A cruise missile type deposition is where there is one witness out there who knows a key fact or set of facts. You know they know it, and so does the other guy. It’s just a matter of getting it on the record before trial so that you’re sure the witness is going to say what you think he will, you won’t be screwed if you can’t manage to get him to the trial itself, and you can finally stop arguing with the other guy about what this witness is going to say. It’s expensive, but if you target it accurately, it hits the target, and when the deposition is over you have secured that position on the map.
A jet-fighter deposition is where you are relatively sure that there are a large number of issues to be nailed down with a witness, because they were in a good position to know things that you now want to establish in your case. A good example would be a nurse in a medical malpractice case, or a mid-level banking employee in a bank fraud case. Merely because of where they stood, they had to observe necessary things, but they will likely be difficult to ferret out and nail down. So for the jet-fighter type mission, you pack a lunch, as detailed a map as you can, a list of targets, questions, and as much ammunition, I mean paperwork, as you can possibly carry.
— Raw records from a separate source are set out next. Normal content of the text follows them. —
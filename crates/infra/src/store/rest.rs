//! Thin request layer over the hosted table store
//!
//! Rows live under `{base}/rest/v1/{table}`. Filters use the store's
//! `column=op.value` syntax and writes ask for the stored representation
//! back. Row ownership is enforced server-side from the bearer token.

use std::fmt::Display;

use parking_lot::RwLock;
use reqwest::{Method, RequestBuilder, Response, StatusCode};
use serde::de::DeserializeOwned;
use serde::Serialize;
use ticktally_domain::{Result, StoreConfig, TickTallyError};
use tracing::{debug, instrument};
use uuid::Uuid;

use crate::errors::{status_error, InfraError};
use crate::http::HttpClient;

/// `column=eq.value`
pub fn eq(value: impl Display) -> String {
    format!("eq.{value}")
}

/// `column=in.(a,b,c)`
pub fn in_list(ids: &[Uuid]) -> String {
    let joined: Vec<String> = ids.iter().map(Uuid::to_string).collect();
    format!("in.({})", joined.join(","))
}

pub struct RestClient {
    http: HttpClient,
    base_url: String,
    api_key: String,
    access_token: RwLock<Option<String>>,
}

impl RestClient {
    /// Client for `config` with a single-attempt HTTP transport.
    pub fn new(config: &StoreConfig) -> Result<Self> {
        let http = HttpClient::builder().timeout(config.timeout()).build()?;
        Self::with_http(config, http)
    }

    pub fn with_http(config: &StoreConfig, http: HttpClient) -> Result<Self> {
        let base_url = config.base_url.trim().trim_end_matches('/').to_string();
        if base_url.is_empty() {
            return Err(TickTallyError::Config("store.base_url must not be empty".into()));
        }
        if config.api_key.trim().is_empty() {
            return Err(TickTallyError::Config("store.api_key must not be empty".into()));
        }
        Ok(Self {
            http,
            base_url,
            api_key: config.api_key.clone(),
            access_token: RwLock::new(config.access_token.clone()),
        })
    }

    /// Swap the owner's session token after sign-in or refresh.
    pub fn set_access_token(&self, token: Option<String>) {
        *self.access_token.write() = token;
    }

    pub fn table_url(&self, table: &str) -> String {
        format!("{}/rest/v1/{table}", self.base_url)
    }

    pub fn function_url(&self, name: &str) -> String {
        format!("{}/functions/v1/{name}", self.base_url)
    }

    /// Rows of `table` matching every `(column, filter)` pair.
    #[instrument(skip(self, filters), fields(table = %table))]
    pub async fn select<T: DeserializeOwned>(
        &self,
        table: &str,
        filters: &[(&str, String)],
    ) -> Result<Vec<T>> {
        let request = self
            .request(Method::GET, &self.table_url(table))
            .query(&[("select", "*")])
            .query(filters);
        let rows: Vec<T> = self.json(request).await?;
        debug!(rows = rows.len(), "select complete");
        Ok(rows)
    }

    /// First row matching `filters`, if any.
    pub async fn select_one<T: DeserializeOwned>(
        &self,
        table: &str,
        filters: &[(&str, String)],
    ) -> Result<Option<T>> {
        let mut filters = filters.to_vec();
        filters.push(("limit", "1".to_string()));
        Ok(self.select(table, &filters).await?.into_iter().next())
    }

    /// Insert one row and return it as stored.
    #[instrument(skip(self, body), fields(table = %table))]
    pub async fn insert<B, T>(&self, table: &str, body: &B) -> Result<T>
    where
        B: Serialize + ?Sized,
        T: DeserializeOwned,
    {
        let request = self
            .request(Method::POST, &self.table_url(table))
            .header("Prefer", "return=representation")
            .json(body);
        self.single_row(table, request).await
    }

    /// Insert rows, silently skipping ones that already exist.
    #[instrument(skip(self, body), fields(table = %table))]
    pub async fn insert_ignoring_duplicates<B>(&self, table: &str, body: &B) -> Result<()>
    where
        B: Serialize + ?Sized,
    {
        let request = self
            .request(Method::POST, &self.table_url(table))
            .header("Prefer", "return=minimal,resolution=ignore-duplicates")
            .json(body);
        self.expect_success(request).await
    }

    /// Patch the row with `id` and return it as stored.
    #[instrument(skip(self, body), fields(table = %table, %id))]
    pub async fn update<B, T>(&self, table: &str, id: Uuid, body: &B) -> Result<T>
    where
        B: Serialize + ?Sized,
        T: DeserializeOwned,
    {
        let request = self
            .request(Method::PATCH, &self.table_url(table))
            .query(&[("id", eq(id))])
            .header("Prefer", "return=representation")
            .json(body);
        self.single_row(table, request).await
    }

    /// Delete every row matching `filters`.
    #[instrument(skip(self, filters), fields(table = %table))]
    pub async fn delete(&self, table: &str, filters: &[(&str, String)]) -> Result<()> {
        if filters.is_empty() {
            return Err(TickTallyError::InvalidInput(format!(
                "refusing unfiltered delete on {table}"
            )));
        }
        let request = self.request(Method::DELETE, &self.table_url(table)).query(filters);
        self.expect_success(request).await
    }

    /// Authorized request against an arbitrary URL of this store.
    pub fn request(&self, method: Method, url: &str) -> RequestBuilder {
        let bearer = self.access_token.read().clone().unwrap_or_else(|| self.api_key.clone());
        self.http
            .request(method, url)
            .header("apikey", &self.api_key)
            .header("Authorization", format!("Bearer {bearer}"))
    }

    /// Send and decode a JSON body, mapping non-success statuses.
    pub async fn json<T: DeserializeOwned>(&self, request: RequestBuilder) -> Result<T> {
        let response = self.checked(request).await?;
        response.json::<T>().await.map_err(|err| TickTallyError::from(InfraError::from(err)))
    }

    async fn single_row<T: DeserializeOwned>(
        &self,
        table: &str,
        request: RequestBuilder,
    ) -> Result<T> {
        let rows: Vec<T> = self.json(request).await?;
        rows.into_iter()
            .next()
            .ok_or_else(|| TickTallyError::NotFound(format!("no {table} row was returned")))
    }

    async fn expect_success(&self, request: RequestBuilder) -> Result<()> {
        self.checked(request).await.map(|_| ())
    }

    async fn checked(&self, request: RequestBuilder) -> Result<Response> {
        let response = self.http.send(request).await?;
        let status = response.status();
        if status.is_success() {
            return Ok(response);
        }
        let body = response.text().await.unwrap_or_default();
        debug!(%status, body = %body, "store request rejected");
        Err(status_error(status, &error_detail(status, &body)))
    }
}

/// Prefer the store's `message` field over the raw body.
fn error_detail(status: StatusCode, body: &str) -> String {
    #[derive(serde::Deserialize)]
    struct StoreErrorBody {
        message: Option<String>,
    }

    match serde_json::from_str::<StoreErrorBody>(body) {
        Ok(StoreErrorBody { message: Some(message) }) => message,
        _ if status.is_server_error() => String::new(),
        _ => body.chars().take(200).collect(),
    }
}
Your hope is that when you see your target you will know it, and you will find the right weapon to take it out. These types of depositions often take a full day, as you keep flying over the terrain, trying to pick up clues and respond by establishing your version of events, or the opposite of the other guy’s version, whichever is appropriate.
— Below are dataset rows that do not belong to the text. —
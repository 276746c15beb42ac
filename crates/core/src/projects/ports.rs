//! Port interfaces for project and task rows in the hosted store

use async_trait::async_trait;
use ticktally_domain::{NewProject, NewTask, Project, ProjectPatch, Result, Task, TaskPatch};
use uuid::Uuid;

#[async_trait]
pub trait ProjectStore: Send + Sync {
    /// Projects visible to the current owner.
    async fn list(&self) -> Result<Vec<Project>>;

    async fn get(&self, id: Uuid) -> Result<Option<Project>>;

    async fn create(&self, project: NewProject) -> Result<Project>;

    async fn update(&self, id: Uuid, patch: ProjectPatch) -> Result<Project>;

    async fn delete(&self, id: Uuid) -> Result<()>;
}

#[async_trait]
pub trait TaskStore: Send + Sync {
    async fn list_for_project(&self, project_id: Uuid) -> Result<Vec<Task>>;

    async fn get(&self, id: Uuid) -> Result<Option<Task>>;

    async fn create(&self, task: NewTask) -> Result<Task>;

    async fn update(&self, id: Uuid, patch: TaskPatch) -> Result<Task>;

    async fn delete(&self, id: Uuid) -> Result<()>;
}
Finally, we have the helicopter gunship deposition. This is where you know that you’re dealing with a hardened adversary’s emplacement. We’re talking about top level tobacco executives, malpracticing surgeons, and defendants like Cohen, who have all the advantages of wealth, inertia and cynicism. A helicopter gunship deposition continues until the witness is exhausted, all of the documents have been discussed twice, every crucial question has been asked at least three times and objected to twice, and the court reporter has started to talk about her babysitter.
Most litigators with five years experience have been through all of these types of depositions, and are familiar with them. Cohen introduced me to a new type of deposition, however. This is the decoy deposition. Like a decoy duck, the decoy deposition has no substance beyond appearance. A decoy duck may float, look and perhaps even quack like a duck, but it is fake. The same is true of decoy depositions.